However, we have not gone to Met in years, mostly due to the high ticket prices.

After attending the Turandot we re-discovered the Met.

I would like to get tickets for one of the performances next year, but cannot decide what to see/listen to.

We can afford one performance. I have to say that I want/need to seat in the orchestra.
I understand that if I opted to seat in family circle, I could buy tickets for two performances instead of one.

We never heard Angela Gheorghiu who will perform in Tosca, (Monastyrska will perform on different dates). 
Gheorghiu certainly seems to have beautiful voice. However, all the YT videos with Gheorghiu are not recent, so I do not know how she would sound live.

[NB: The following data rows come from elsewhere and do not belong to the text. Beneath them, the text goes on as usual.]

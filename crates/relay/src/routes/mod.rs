//! API routes

pub mod chats;
pub mod health;
pub mod messages;

use axum::{
    http::{HeaderValue, Method},
    middleware,
    routing::{get, post},
    Router,
};
use tower_http::{cors::{Any, CorsLayer}, trace::TraceLayer};

use crate::{auth::require_agent, state::AppState, websocket::ws_handler};

/// Create all API routes
pub fn create_router(state: AppState) -> Router {
    // Health check routes (at root level for infrastructure monitoring)
    let health_routes = Router::new()
        .route("/health", get(health::health))
        .route("/health/live", get(health::liveness))
        .route("/health/ready", get(health::readiness));

    // Public routes: the customer widget has no credentials
    let public_api_routes = Router::new()
        .route("/chats", post(chats::create_chat))
        .route("/messages", get(messages::list_messages));

    // Agent routes (verified identity required)
    let agent_api_routes = Router::new()
        .route("/chats", get(chats::list_chats))
        .route("/chats/:chat_id", get(chats::get_chat))
        .route("/chats/:chat_id/claim", post(chats::claim_chat))
        .route("/chats/:chat_id/resolve", post(chats::resolve_chat))
        .route_layer(middleware::from_fn_with_state(
            state.clone(),
            require_agent,
        ));

    let cors = cors_layer(&state.config.cors_allow_origin);

    Router::new()
        .merge(health_routes)
        .route("/ws", get(ws_handler))
        .nest("/api", public_api_routes.merge(agent_api_routes))
        .layer(cors)
        .layer(TraceLayer::new_for_http())
        .with_state(state)
}

/// CORS for the embeddable widget. `*` during development, a single exact
/// origin in production.
fn cors_layer(allow_origin: &str) -> CorsLayer {
    let cors = CorsLayer::new()
        .allow_methods([Method::GET, Method::POST])
        .allow_headers(Any);

    if allow_origin == "*" {
        cors.allow_origin(Any)
    } else {
        match allow_origin.parse::<HeaderValue>() {
            Ok(origin) => cors.allow_origin(origin),
            Err(_) => {
                tracing::warn!(origin = %allow_origin, "Invalid CORS origin, falling back to any");
                cors.allow_origin(Any)
            }
        }
    }
}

Also, I am not sure if I should be considering the singers first, or the conductors?
In symphony, conductor's performance definitely affects the orchestral performance.

So, can anyone suggest _one performance _in the Met next year?
thanks


----------



## ScottK (Dec 23, 2021)

Too many components and too subjective...BUT!!!! I personally would base my choice on the opera over the performer, with just a few caveats. I'll choose a performer first when its one I've been curious about for a long time but never heard, ie...I've missed out on Jonas Kaufman repeatedly and would go see him in anything. But if the cast seems reasonable, I say choose the opera. I WILL see Grimes and Lohengrin next year! 

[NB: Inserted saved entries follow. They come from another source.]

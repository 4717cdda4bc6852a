//! Presence registry
//!
//! Tracks all live connections, their optional authenticated identity, and
//! the rooms each belongs to. A single instance is created at service start
//! and shared across all connections.

use std::collections::HashMap;
use std::sync::Arc;
use tokio::sync::RwLock;
use uuid::Uuid;

use livedesk_shared::Identity;

use crate::auth::JwtManager;

use super::connection::Connection;
use super::room::RoomManager;
use super::typing::TypingCoordinator;

/// Global WebSocket state shared across all connections
#[derive(Clone)]
pub struct WebSocketState {
    /// All active connections indexed by session_id
    pub connections: Arc<RwLock<HashMap<Uuid, Arc<Connection>>>>,

    /// Room manager for chat subscriptions
    pub rooms: Arc<RoomManager>,

    /// Typing debounce built on top of the room manager
    pub typing: TypingCoordinator,
}

impl WebSocketState {
    /// Create new WebSocket state
    pub fn new() -> Self {
        let rooms = Arc::new(RoomManager::new());
        let typing = TypingCoordinator::new(Arc::clone(&rooms));
        Self {
            connections: Arc::new(RwLock::new(HashMap::new())),
            rooms,
            typing,
        }
    }

    /// Register a connection
    pub async fn add_connection(&self, conn: Connection) -> Arc<Connection> {
        let conn = Arc::new(conn);
        let mut connections = self.connections.write().await;
        connections.insert(conn.session_id, Arc::clone(&conn));

        tracing::info!(
            session_id = %conn.session_id,
            total_connections = connections.len(),
            "Connection registered"
        );

        conn
    }

    /// Attach a verified identity to a registered connection
    pub async fn authenticate(
        &self,
        session_id: &Uuid,
        jwt_manager: &JwtManager,
        token: &str,
    ) -> Option<Identity> {
        let conn = self.get_connection(session_id).await?;
        let identity = jwt_manager.verify_credential(token)?;
        conn.set_identity(identity.clone()).await;
        Some(identity)
    }

    /// Deregister a connection (idempotent).
    ///
    /// Room memberships and typing timers are removed before this returns,
    /// so no broadcast started afterwards can deliver to the connection.
    pub async fn remove_connection(&self, session_id: &Uuid) {
        let mut connections = self.connections.write().await;
        if let Some(_conn) = connections.remove(session_id) {
            self.rooms.remove_connection(session_id).await;
            self.typing.cancel_for_connection(session_id).await;

            tracing::info!(
                session_id = %session_id,
                remaining_connections = connections.len(),
                "Connection deregistered"
            );
        }
    }

    /// Get a connection by session ID
    pub async fn get_connection(&self, session_id: &Uuid) -> Option<Arc<Connection>> {
        let connections = self.connections.read().await;
        connections.get(session_id).cloned()
    }

    /// Get total number of active connections
    pub async fn connection_count(&self) -> usize {
        let connections = self.connections.read().await;
        connections.len()
    }
}

impl Default for WebSocketState {
    fn default() -> Self {
        Self::new()
    }
}

#[cfg(test)]
#[allow(clippy::unwrap_used)]
mod tests {
    use super::*;
    use super::super::connection::OUTBOUND_BUFFER;
    use super::super::events::ServerEvent;
    use tokio::sync::mpsc;

    fn conn() -> (Connection, mpsc::Receiver<ServerEvent>) {
        let (tx, rx) = mpsc::channel(OUTBOUND_BUFFER);
        (Connection::new(None, tx), rx)
    }

    #[tokio::test]
    async fn test_add_and_remove_connection() {
        let state = WebSocketState::new();
        let (connection, _rx) = conn();
        let session_id = connection.session_id;

        state.add_connection(connection).await;
        assert_eq!(state.connection_count().await, 1);

        state.remove_connection(&session_id).await;
        assert_eq!(state.connection_count().await, 0);

        // Idempotent
        state.remove_connection(&session_id).await;
        assert_eq!(state.connection_count().await, 0);
    }

    #[tokio::test]
    async fn test_remove_clears_rooms_and_typing() {
        let state = WebSocketState::new();
        let chat_id = Uuid::new_v4();

        let (connection, _rx) = conn();
        let connection = state.add_connection(connection).await;
        let session_id = connection.session_id;

        state.rooms.join(chat_id, Arc::clone(&connection)).await;
        state
            .typing
            .notify_typing(chat_id, session_id, "Ada".to_string())
            .await;

        state.remove_connection(&session_id).await;

        assert_eq!(state.rooms.get_room_size(&chat_id).await, 0);
        assert_eq!(state.typing.active_timers().await, 0);
    }

    #[tokio::test]
    async fn test_authenticate_attaches_identity() {
        use jsonwebtoken::{encode, EncodingKey, Header};

        let secret = "test-secret-test-secret-test-secret-test";
        let jwt_manager = JwtManager::new(secret);
        let state = WebSocketState::new();

        let (connection, _rx) = conn();
        let connection = state.add_connection(connection).await;

        let now = time::OffsetDateTime::now_utc().unix_timestamp();
        let token = encode(
            &Header::default(),
            &crate::auth::Claims {
                sub: Uuid::new_v4(),
                role: "agent".to_string(),
                name: "Agent A".to_string(),
                iat: now,
                exp: now + 3600,
            },
            &EncodingKey::from_secret(secret.as_bytes()),
        )
        .unwrap();

        let identity = state
            .authenticate(&connection.session_id, &jwt_manager, &token)
            .await;
        assert!(identity.is_some());
        assert!(connection.identity().await.is_some());

        // Bad token fails and leaves the connection anonymous otherwise
        let failed = state
            .authenticate(&connection.session_id, &jwt_manager, "garbage")
            .await;
        assert!(failed.is_none());
    }
}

Whatever you do, best of Luck!!!!


----------



## Becca (Feb 5, 2015)

Definitely choose the opera first. Even the best conductors and singers can't make a silk purse out of something that sounds like a sow's ear to you


----------



## nina foresti (Mar 11, 2014)

Easy Peasy for me. Not even a thought in my head. I pray I am in good health so that I can travel to the Big Apple for the Saturday afternoon performance live of Angela Gheorghiu doing "Tosca".
That is my definitive choice.


----------



## m1964 (7 mo ago)

nina foresti said:


> Easy Peasy for me. Not even a thought in my head. I pray I am in good health so that I can travel to the Big Apple for the Saturday afternoon performance live of Angela Gheorghiu doing "Tosca".
> That is my definitive choice.


Thanks to all who replied- will talk to my wife and decide.


----------



## wkasimer (Jun 5, 2017)

Becca said:


> Definitely choose the opera first. Even the best conductors and singers can't make a silk purse out of something that sounds like a sow's ear to you


In addition, you never know when that performer you wanted to hear will cancel.


----------



## wkasimer (Jun 5, 2017)

ScottK said:


> I WILL see Grimes and Lohengrin next year!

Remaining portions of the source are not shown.